Instructions to follow:
Return each line of the data below that contains the string "FieldMapping".

BEGIN Input material

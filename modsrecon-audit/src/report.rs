//! Mismatch report writer
//!
//! One CSV sink shared by every worker. Each append writes the row and
//! flushes under a single lock acquisition, so rows from different workers
//! never interleave and a killed run leaves only whole rows behind.

use std::fs::File;
use std::io::Write;
use std::path::{Path, PathBuf};
use std::sync::Mutex;

use modsrecon_common::mapping::FieldMapping;
use thiserror::Error;

use crate::comparator::ReportRow;

/// Report writer errors
#[derive(Debug, Error)]
pub enum ReportError {
    /// Report file could not be created
    #[error("Cannot create report {0}: {1}")]
    Create(PathBuf, String),

    #[error("CSV error: {0}")]
    Csv(#[from] csv::Error),

    #[error("I/O error: {0}")]
    Io(#[from] std::io::Error),

    /// Row width does not match the header
    #[error("Row for node {node_id} has {actual} cells, expected {expected}")]
    WidthMismatch {
        node_id: String,
        expected: usize,
        actual: usize,
    },

    /// Another writer panicked while holding the lock
    #[error("Report writer lock poisoned")]
    Poisoned,
}

/// Shared, append-only CSV report
pub struct ReportWriter<W: Write> {
    inner: Mutex<csv::Writer<W>>,
    columns: usize,
}

impl ReportWriter<File> {
    /// Create (truncating) the report file and write its header
    pub fn create(path: &Path, mapping: &FieldMapping) -> Result<Self, ReportError> {
        let file = File::create(path)
            .map_err(|e| ReportError::Create(path.to_path_buf(), e.to_string()))?;
        tracing::info!(path = %path.display(), columns = mapping.len(), "Report created");
        Self::new(file, mapping)
    }
}

impl<W: Write> ReportWriter<W> {
    /// Wrap a sink and write the header row
    pub fn new(sink: W, mapping: &FieldMapping) -> Result<Self, ReportError> {
        let mut writer = csv::WriterBuilder::new().flexible(false).from_writer(sink);
        writer.write_record(mapping.header())?;
        writer.flush()?;

        Ok(Self {
            inner: Mutex::new(writer),
            columns: mapping.len(),
        })
    }

    /// Append one row: write and flush as one critical section
    pub fn append(&self, row: &ReportRow) -> Result<(), ReportError> {
        if row.cells.len() != self.columns {
            return Err(ReportError::WidthMismatch {
                node_id: row.node_id.clone(),
                expected: self.columns,
                actual: row.cells.len(),
            });
        }

        let record = row.to_record();
        let mut writer = self.inner.lock().map_err(|_| ReportError::Poisoned)?;
        writer.write_record(&record)?;
        writer.flush()?;
        Ok(())
    }

    /// Recover the underlying sink
    pub fn into_inner(self) -> Result<W, ReportError> {
        let writer = self.inner.into_inner().map_err(|_| ReportError::Poisoned)?;
        writer
            .into_inner()
            .map_err(|e| ReportError::Io(e.into_error()))
    }
}

#[cfg(test)]
mod tests {
    use super::*;
    use modsrecon_common::Field;
    use std::sync::Arc;

    fn mapping() -> FieldMapping {
        FieldMapping::new(vec![("title", Field::Title), ("field_genre", Field::Genre)]).unwrap()
    }

    fn row(node_id: &str, title: &[&str], genre: &[&str]) -> ReportRow {
        ReportRow {
            node_id: node_id.to_string(),
            cells: vec![
                title.iter().map(|s| s.to_string()).collect(),
                genre.iter().map(|s| s.to_string()).collect(),
            ],
        }
    }

    #[test]
    fn test_header_written_on_creation() {
        let writer = ReportWriter::new(Vec::new(), &mapping()).unwrap();
        let out = String::from_utf8(writer.into_inner().unwrap()).unwrap();
        assert_eq!(out, "node_id,title,field_genre\n");
    }

    #[test]
    fn test_multi_valued_cells_pipe_joined() {
        let writer = ReportWriter::new(Vec::new(), &mapping()).unwrap();
        writer
            .append(&row("42", &["A \"quoted\" title"], &["maps", "atlases"]))
            .unwrap();
        let out = String::from_utf8(writer.into_inner().unwrap()).unwrap();
        assert_eq!(
            out,
            "node_id,title,field_genre\n42,\"A \"\"quoted\"\" title\",maps|atlases\n"
        );
    }

    #[test]
    fn test_width_mismatch_rejected() {
        let writer = ReportWriter::new(Vec::new(), &mapping()).unwrap();
        let bad = ReportRow {
            node_id: "1".to_string(),
            cells: vec![vec![]],
        };
        assert!(matches!(
            writer.append(&bad),
            Err(ReportError::WidthMismatch { expected: 2, actual: 1, .. })
        ));
    }

    #[test]
    fn test_concurrent_appends_keep_rows_whole() {
        let writer = Arc::new(ReportWriter::new(Vec::new(), &mapping()).unwrap());

        let handles: Vec<_> = (0..8)
            .map(|t| {
                let writer = Arc::clone(&writer);
                std::thread::spawn(move || {
                    for i in 0..50 {
                        let id = format!("{}-{}", t, i);
                        writer.append(&row(&id, &["title, with comma"], &["g"])).unwrap();
                    }
                })
            })
            .collect();
        for handle in handles {
            handle.join().unwrap();
        }

        let writer = Arc::try_unwrap(writer).ok().unwrap();
        let out = writer.into_inner().unwrap();
        let mut reader = csv::Reader::from_reader(out.as_slice());
        let rows: Vec<csv::StringRecord> = reader.records().map(|r| r.unwrap()).collect();
        assert_eq!(rows.len(), 400);
        assert!(rows.iter().all(|r| r.len() == 3 && &r[1] == "title, with comma"));
    }

    #[test]
    fn test_create_reports_path_on_failure() {
        let err = ReportWriter::create(Path::new("/nonexistent/dir/update.csv"), &mapping())
            .err()
            .unwrap();
        assert!(matches!(err, ReportError::Create(_, _)));
    }
}
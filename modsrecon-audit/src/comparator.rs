//! Reconciliation comparator
//!
//! Walks the field mapping and compares legacy against current values for
//! one object. The report always carries the legacy side: the audit records
//! what the old system held, it does not pick a winner.
//!
//! # Per-column algorithm
//! 1. Sort both value lists on their comparison key so element order drift
//!    is not a mismatch
//! 2. Walk legacy values by position
//! 3. No current value at that position → mismatch
//! 4. Both empty → recorded as empty, not a mismatch
//! 5. Otherwise `fuzzy_eq(normalize(a), normalize(b))` decides
//!
//! Extra values on the current side are not flagged.

use modsrecon_common::mapping::FieldMapping;
use modsrecon_common::normalize::comparison_key;
use modsrecon_common::{fuzzy_eq, normalize, Field, MetadataRecord};

/// Separator for multi-valued report cells
pub const CELL_SEPARATOR: &str = "|";

/// One disagreeing value
#[derive(Debug, Clone, PartialEq, Eq)]
pub struct FieldMismatch {
    pub column: String,
    pub field: Field,
    /// Position in the key-sorted legacy list
    pub position: usize,
    pub legacy: String,
    /// Current value at the same position, if any
    pub current: Option<String>,
}

/// Report row for one object
///
/// `cells` is parallel to the mapping's columns.
#[derive(Debug, Clone, PartialEq, Eq)]
pub struct ReportRow {
    pub node_id: String,
    pub cells: Vec<Vec<String>>,
}

impl ReportRow {
    /// CSV record: node id followed by pipe-joined cells
    pub fn to_record(&self) -> Vec<String> {
        std::iter::once(self.node_id.clone())
            .chain(self.cells.iter().map(|values| values.join(CELL_SEPARATOR)))
            .collect()
    }
}

/// Outcome of comparing one object
#[derive(Debug, Clone)]
pub struct Reconciliation {
    pub row: ReportRow,
    pub mismatches: Vec<FieldMismatch>,
}

impl Reconciliation {
    pub fn is_mismatched(&self) -> bool {
        !self.mismatches.is_empty()
    }

    /// Row to report, present only when at least one column disagreed
    pub fn into_report_row(self) -> Option<ReportRow> {
        if self.is_mismatched() {
            Some(self.row)
        } else {
            None
        }
    }
}

/// Compare the legacy and current records of one object
pub fn compare(
    node_id: &str,
    legacy: &MetadataRecord,
    current: &MetadataRecord,
    mapping: &FieldMapping,
) -> Reconciliation {
    let mut cells = Vec::with_capacity(mapping.len());
    let mut mismatches = Vec::new();

    for (column, field) in mapping.columns() {
        let legacy_values = sorted(legacy.values(field));
        let current_values = sorted(current.values(field));
        let mut cell = Vec::with_capacity(legacy_values.len());

        for (position, legacy_value) in legacy_values.iter().enumerate() {
            let current_value = current_values.get(position);
            let agrees = match current_value {
                None => false,
                Some(cv) if legacy_value.is_empty() && cv.is_empty() => true,
                Some(cv) => fuzzy_eq(&normalize(legacy_value), &normalize(cv)),
            };

            if !agrees {
                let mismatch = FieldMismatch {
                    column: column.to_string(),
                    field,
                    position,
                    legacy: legacy_value.to_string(),
                    current: current_value.map(|v| v.to_string()),
                };
                log_mismatch(node_id, &mismatch);
                mismatches.push(mismatch);
            }
            cell.push(legacy_value.to_string());
        }

        cells.push(cell);
    }

    Reconciliation {
        row: ReportRow {
            node_id: node_id.to_string(),
            cells,
        },
        mismatches,
    }
}

/// Values ordered by comparison key, raw text breaking ties
///
/// Sorting on the raw text would pair `maps` with `Atlases` when the other
/// side reads `Maps, atlases`.
fn sorted(values: &[String]) -> Vec<&str> {
    let mut values: Vec<&str> = values.iter().map(String::as_str).collect();
    values.sort_by_cached_key(|v| (comparison_key(v), v.to_string()));
    values
}

fn log_mismatch(node_id: &str, mismatch: &FieldMismatch) {
    let legacy = normalize(&mismatch.legacy);
    let current = mismatch.current.as_deref().map(normalize);
    let similarity = current
        .as_deref()
        .map(|c| strsim::normalized_levenshtein(&legacy, c))
        .unwrap_or(0.0);

    tracing::info!(
        node_id,
        column = %mismatch.column,
        position = mismatch.position,
        legacy = %legacy,
        current = current.as_deref().unwrap_or("<missing>"),
        similarity = format!("{:.2}", similarity),
        "Mismatch"
    );
}

#[cfg(test)]
mod tests {
    use super::*;

    fn record(pairs: &[(Field, &str)]) -> MetadataRecord {
        let mut record = MetadataRecord::new();
        for (field, value) in pairs {
            record.push(*field, *value);
        }
        record
    }

    fn mapping(fields: &[Field]) -> FieldMapping {
        FieldMapping::new(fields.iter().map(|f| (f.default_column(), *f))).unwrap()
    }

    #[test]
    fn test_equal_records_produce_no_row() {
        let legacy = record(&[(Field::Title, "The Cat"), (Field::Genre, "photographs")]);
        let current = record(&[(Field::Title, "the  cat"), (Field::Genre, "Photographs.")]);
        let result = compare("12", &legacy, &current, &mapping(&[Field::Title, Field::Genre]));
        assert!(!result.is_mismatched());
        assert!(result.into_report_row().is_none());
    }

    #[test]
    fn test_both_empty_is_not_a_mismatch() {
        let legacy = record(&[(Field::Abstract, "")]);
        let current = record(&[(Field::Abstract, "")]);
        let result = compare("12", &legacy, &current, &mapping(&[Field::Abstract]));
        assert!(!result.is_mismatched());
        assert_eq!(result.row.cells, vec![vec![String::new()]]);
    }

    #[test]
    fn test_absent_on_both_sides() {
        let result = compare(
            "12",
            &MetadataRecord::new(),
            &MetadataRecord::new(),
            &mapping(&[Field::Note]),
        );
        assert!(!result.is_mismatched());
        assert_eq!(result.row.to_record(), vec!["12".to_string(), String::new()]);
    }

    #[test]
    fn test_legacy_longer_flags_and_records_all_legacy_values() {
        let legacy = record(&[(Field::Subject, "Bridges"), (Field::Subject, "Canals")]);
        let current = record(&[(Field::Subject, "Bridges")]);
        let result = compare("12", &legacy, &current, &mapping(&[Field::Subject]));

        assert!(result.is_mismatched());
        assert_eq!(result.mismatches.len(), 1);
        let mismatch = &result.mismatches[0];
        assert_eq!(mismatch.position, 1);
        assert_eq!(mismatch.legacy, "Canals");
        assert_eq!(mismatch.current, None);

        let row = result.into_report_row().unwrap();
        assert_eq!(row.to_record(), vec!["12", "Bridges|Canals"]);
    }

    #[test]
    fn test_current_longer_is_not_flagged() {
        let legacy = record(&[(Field::Genre, "atlases")]);
        let current = record(&[(Field::Genre, "maps"), (Field::Genre, "atlases")]);
        let result = compare("12", &legacy, &current, &mapping(&[Field::Genre]));
        assert!(!result.is_mismatched());
    }

    #[test]
    fn test_extra_current_value_can_shift_sorted_positions() {
        // Sorted: legacy ["maps"] vs current ["atlases", "maps"]
        let legacy = record(&[(Field::Genre, "maps")]);
        let current = record(&[(Field::Genre, "maps"), (Field::Genre, "atlases")]);
        let result = compare("12", &legacy, &current, &mapping(&[Field::Genre]));
        assert_eq!(result.mismatches.len(), 1);
        assert_eq!(result.mismatches[0].legacy, "maps");
        assert_eq!(result.mismatches[0].current.as_deref(), Some("atlases"));
    }

    #[test]
    fn test_order_drift_ignored() {
        let legacy = record(&[(Field::Genre, "maps"), (Field::Genre, "atlases")]);
        let current = record(&[(Field::Genre, "Atlases"), (Field::Genre, "maps")]);
        let result = compare("12", &legacy, &current, &mapping(&[Field::Genre]));
        assert!(!result.is_mismatched());
    }

    #[test]
    fn test_case_only_order_drift_ignored() {
        let legacy = record(&[(Field::Genre, "maps"), (Field::Genre, "Atlases")]);
        let current = record(&[(Field::Genre, "Maps"), (Field::Genre, "atlases")]);
        let result = compare("12", &legacy, &current, &mapping(&[Field::Genre]));
        assert!(result.mismatches.is_empty(), "{:?}", result.mismatches);
        assert_eq!(result.row.cells, vec![vec!["Atlases".to_string(), "maps".to_string()]]);
    }

    #[test]
    fn test_punctuation_only_order_drift_ignored() {
        let legacy = record(&[(Field::Subject, "Bridges."), (Field::Subject, "\"Canals\"")]);
        let current = record(&[(Field::Subject, "canals"), (Field::Subject, "bridges")]);
        let result = compare("12", &legacy, &current, &mapping(&[Field::Subject]));
        assert!(!result.is_mismatched());
    }

    #[test]
    fn test_alphanumeric_difference_flagged() {
        let legacy = record(&[(Field::DateIssued, "1923")]);
        let current = record(&[(Field::DateIssued, "1924")]);
        let result = compare("12", &legacy, &current, &mapping(&[Field::DateIssued]));
        assert_eq!(
            result.mismatches,
            vec![FieldMismatch {
                column: "field_edtf_date_issued".to_string(),
                field: Field::DateIssued,
                position: 0,
                legacy: "1923".to_string(),
                current: Some("1924".to_string()),
            }]
        );
    }

    #[test]
    fn test_row_cells_follow_mapping_order() {
        let legacy = record(&[(Field::Genre, "maps"), (Field::Title, "A")]);
        let current = record(&[(Field::Title, "B")]);
        let result = compare("9", &legacy, &current, &mapping(&[Field::Title, Field::Genre]));
        assert_eq!(result.row.to_record(), vec!["9", "A", "maps"]);
        assert_eq!(result.mismatches.len(), 2);
    }
}
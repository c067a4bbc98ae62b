//! Legacy MODS file scanner
//!
//! Walks the root directory for `{pid}.xml` files. A single placeholder file
//! name (default `.keep`) is skipped, as are hidden/system entries and
//! symlink loops. A symlink to a regular file counts as that file under the
//! link's own name; symlinked directories are not descended. The walk is
//! synchronous; the pipeline runs it on a
//! blocking thread and streams entries into its work queue.

use std::collections::HashSet;
use std::path::{Path, PathBuf};

use thiserror::Error;
use walkdir::{DirEntry, WalkDir};

/// Scanner errors
///
/// Both are fatal: without an enumerable root there is nothing to audit.
#[derive(Debug, Error)]
pub enum ScanError {
    /// Specified path does not exist
    #[error("Path not found: {0}")]
    PathNotFound(PathBuf),

    /// Path exists but is not a directory
    #[error("Not a directory: {0}")]
    NotADirectory(PathBuf),
}

/// One legacy object file
#[derive(Debug, Clone, PartialEq, Eq)]
pub struct ObjectFile {
    /// Object identifier derived from the file name
    pub pid: String,
    pub path: PathBuf,
}

impl ObjectFile {
    /// Build from a path named `{pid}.xml`
    pub fn from_path(path: &Path) -> Option<Self> {
        let name = path.file_name()?.to_str()?;
        let pid = name.strip_suffix(".xml")?;
        if pid.is_empty() {
            return None;
        }
        Some(Self {
            pid: pid.to_string(),
            path: path.to_path_buf(),
        })
    }
}

/// MODS file scanner
pub struct FileScanner {
    placeholder: String,
    ignore_patterns: Vec<String>,
    max_depth: Option<usize>,
}

impl FileScanner {
    /// Scanner skipping `placeholder` plus common system files
    pub fn new(placeholder: impl Into<String>) -> Self {
        Self {
            placeholder: placeholder.into(),
            ignore_patterns: vec![
                ".DS_Store".to_string(),
                "Thumbs.db".to_string(),
                ".git".to_string(),
                ".svn".to_string(),
            ],
            max_depth: None,
        }
    }

    /// Limit recursion depth (1 = root directory only)
    pub fn with_max_depth(mut self, depth: usize) -> Self {
        self.max_depth = Some(depth);
        self
    }

    /// Walk `root`, calling `visit` for every object file
    ///
    /// `visit` returns `false` to stop the walk early (the receiving side of
    /// the work queue has gone away). Returns the number of files visited.
    pub fn walk<F>(&self, root: &Path, mut visit: F) -> Result<usize, ScanError>
    where
        F: FnMut(ObjectFile) -> bool,
    {
        if !root.exists() {
            return Err(ScanError::PathNotFound(root.to_path_buf()));
        }
        if !root.is_dir() {
            return Err(ScanError::NotADirectory(root.to_path_buf()));
        }

        let mut symlink_visited = HashSet::new();
        let mut visited = 0usize;

        let walker = WalkDir::new(root)
            .follow_links(false)
            .sort_by_file_name()
            .max_depth(self.max_depth.unwrap_or(usize::MAX))
            .into_iter()
            .filter_entry(|e| self.should_process_entry(e, &mut symlink_visited));

        for entry in walker {
            let entry = match entry {
                Ok(entry) => entry,
                Err(e) => {
                    tracing::warn!("Error accessing entry: {}", e);
                    continue;
                }
            };
            if !is_regular_file(&entry) {
                if !entry.file_type().is_dir() {
                    tracing::debug!(path = %entry.path().display(), "Skipping non-file entry");
                }
                continue;
            }
            if entry.file_name().to_str() == Some(self.placeholder.as_str()) {
                tracing::debug!(path = %entry.path().display(), "Skipping placeholder");
                continue;
            }

            match ObjectFile::from_path(entry.path()) {
                Some(object) => {
                    visited += 1;
                    if !visit(object) {
                        tracing::debug!(visited, "Scan stopped by consumer");
                        break;
                    }
                }
                None => {
                    tracing::debug!(path = %entry.path().display(), "Skipping non-MODS file");
                }
            }
        }

        tracing::debug!(root = %root.display(), visited, "Scan complete");
        Ok(visited)
    }

    /// Collect every object file under `root`
    pub fn scan(&self, root: &Path) -> Result<Vec<ObjectFile>, ScanError> {
        let mut files = Vec::new();
        self.walk(root, |file| {
            files.push(file);
            true
        })?;
        Ok(files)
    }

    fn should_process_entry(&self, entry: &DirEntry, symlink_visited: &mut HashSet<PathBuf>) -> bool {
        // The root itself may be hidden (e.g. a tempdir); only filter below it
        if entry.depth() == 0 {
            return true;
        }

        let file_name = entry.file_name().to_string_lossy();
        if self.ignore_patterns.iter().any(|p| file_name == p.as_str()) {
            return false;
        }

        if entry.file_type().is_symlink() {
            if let Ok(canonical) = entry.path().canonicalize() {
                if !symlink_visited.insert(canonical) {
                    tracing::warn!("Symlink loop detected: {}", entry.path().display());
                    return false;
                }
            }
        }

        true
    }
}

/// Regular file, or a symlink resolving to one
fn is_regular_file(entry: &DirEntry) -> bool {
    let file_type = entry.file_type();
    if file_type.is_symlink() {
        return std::fs::metadata(entry.path())
            .map(|m| m.is_file())
            .unwrap_or(false);
    }
    file_type.is_file()
}

impl Default for FileScanner {
    fn default() -> Self {
        Self::new(modsrecon_common::config::DEFAULT_PLACEHOLDER)
    }
}

#[cfg(test)]
mod tests {
    use super::*;
    use std::fs;
    use tempfile::TempDir;

    fn touch(dir: &Path, name: &str) {
        fs::write(dir.join(name), "<mods/>").unwrap();
    }

    #[test]
    fn test_object_file_from_path() {
        let file = ObjectFile::from_path(Path::new("/data/islandora:1234.xml")).unwrap();
        assert_eq!(file.pid, "islandora:1234");
        assert!(ObjectFile::from_path(Path::new("/data/.xml")).is_none());
        assert!(ObjectFile::from_path(Path::new("/data/notes.txt")).is_none());
    }

    #[test]
    fn test_scan_nonexistent_path() {
        let scanner = FileScanner::default();
        match scanner.scan(Path::new("/nonexistent/path")) {
            Err(ScanError::PathNotFound(_)) => {}
            other => panic!("Expected PathNotFound error, got {:?}", other),
        }
    }

    #[test]
    fn test_scan_file_as_directory() {
        let dir = TempDir::new().unwrap();
        touch(dir.path(), "a.xml");
        match FileScanner::default().scan(&dir.path().join("a.xml")) {
            Err(ScanError::NotADirectory(_)) => {}
            other => panic!("Expected NotADirectory error, got {:?}", other),
        }
    }

    #[test]
    fn test_scan_skips_placeholder_and_other_files() {
        let dir = TempDir::new().unwrap();
        touch(dir.path(), "lehigh:1.xml");
        touch(dir.path(), "lehigh:2.xml");
        touch(dir.path(), ".keep");
        touch(dir.path(), "README.md");
        touch(dir.path(), ".DS_Store");

        let files = FileScanner::default().scan(dir.path()).unwrap();
        let pids: Vec<_> = files.iter().map(|f| f.pid.as_str()).collect();
        assert_eq!(pids, vec!["lehigh:1", "lehigh:2"]);
    }

    #[test]
    fn test_custom_placeholder() {
        let dir = TempDir::new().unwrap();
        touch(dir.path(), "skip.xml");
        touch(dir.path(), "keep.xml");

        let files = FileScanner::new("skip.xml").scan(dir.path()).unwrap();
        assert_eq!(files.len(), 1);
        assert_eq!(files[0].pid, "keep");
    }

    #[test]
    fn test_walk_recurses_and_respects_depth() {
        let dir = TempDir::new().unwrap();
        touch(dir.path(), "top.xml");
        fs::create_dir(dir.path().join("batch")).unwrap();
        touch(&dir.path().join("batch"), "nested.xml");

        assert_eq!(FileScanner::default().scan(dir.path()).unwrap().len(), 2);
        assert_eq!(
            FileScanner::default()
                .with_max_depth(1)
                .scan(dir.path())
                .unwrap()
                .len(),
            1
        );
    }

    #[test]
    fn test_walk_stops_when_consumer_declines() {
        let dir = TempDir::new().unwrap();
        for i in 0..5 {
            touch(dir.path(), &format!("{}.xml", i));
        }
        let mut seen = 0;
        let visited = FileScanner::default()
            .walk(dir.path(), |_| {
                seen += 1;
                seen < 2
            })
            .unwrap();
        assert_eq!(visited, 2);
    }

    #[cfg(unix)]
    #[test]
    fn test_scan_follows_symlinked_files() {
        use std::os::unix::fs::symlink;

        let store = TempDir::new().unwrap();
        touch(store.path(), "stored.xml");
        fs::create_dir(store.path().join("batch")).unwrap();
        touch(&store.path().join("batch"), "inner.xml");

        let dir = TempDir::new().unwrap();
        touch(dir.path(), "lehigh:1.xml");
        symlink(store.path().join("stored.xml"), dir.path().join("lehigh:2.xml")).unwrap();
        symlink(store.path().join("missing.xml"), dir.path().join("lehigh:3.xml")).unwrap();
        symlink(store.path().join("batch"), dir.path().join("linked")).unwrap();

        let files = FileScanner::default().scan(dir.path()).unwrap();
        let pids: Vec<_> = files.iter().map(|f| f.pid.as_str()).collect();
        // Dangling links and linked directories are skipped
        assert_eq!(pids, vec!["lehigh:1", "lehigh:2"]);
        assert_eq!(files[1].path, dir.path().join("lehigh:2.xml"));
        assert_eq!(fs::read_to_string(&files[1].path).unwrap(), "<mods/>");
    }

    #[test]
    fn test_scan_empty_directory() {
        let dir = TempDir::new().unwrap();
        assert!(FileScanner::default().scan(dir.path()).unwrap().is_empty());
    }
}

END Input material

Answer for the task:
use modsrecon_common::mapping::FieldMapping;
    pub fn create(path: &Path, mapping: &FieldMapping) -> Result<Self, ReportError> {
    pub fn new(sink: W, mapping: &FieldMapping) -> Result<Self, ReportError> {
    fn mapping() -> FieldMapping {
        FieldMapping::new(vec![("title", Field::Title), ("field_genre", Field::Genre)]).unwrap()
use modsrecon_common::mapping::FieldMapping;
    mapping: &FieldMapping,
    fn mapping(fields: &[Field]) -> FieldMapping {
        FieldMapping::new(fields.iter().map(|f| (f.default_column(), *f))).unwrap()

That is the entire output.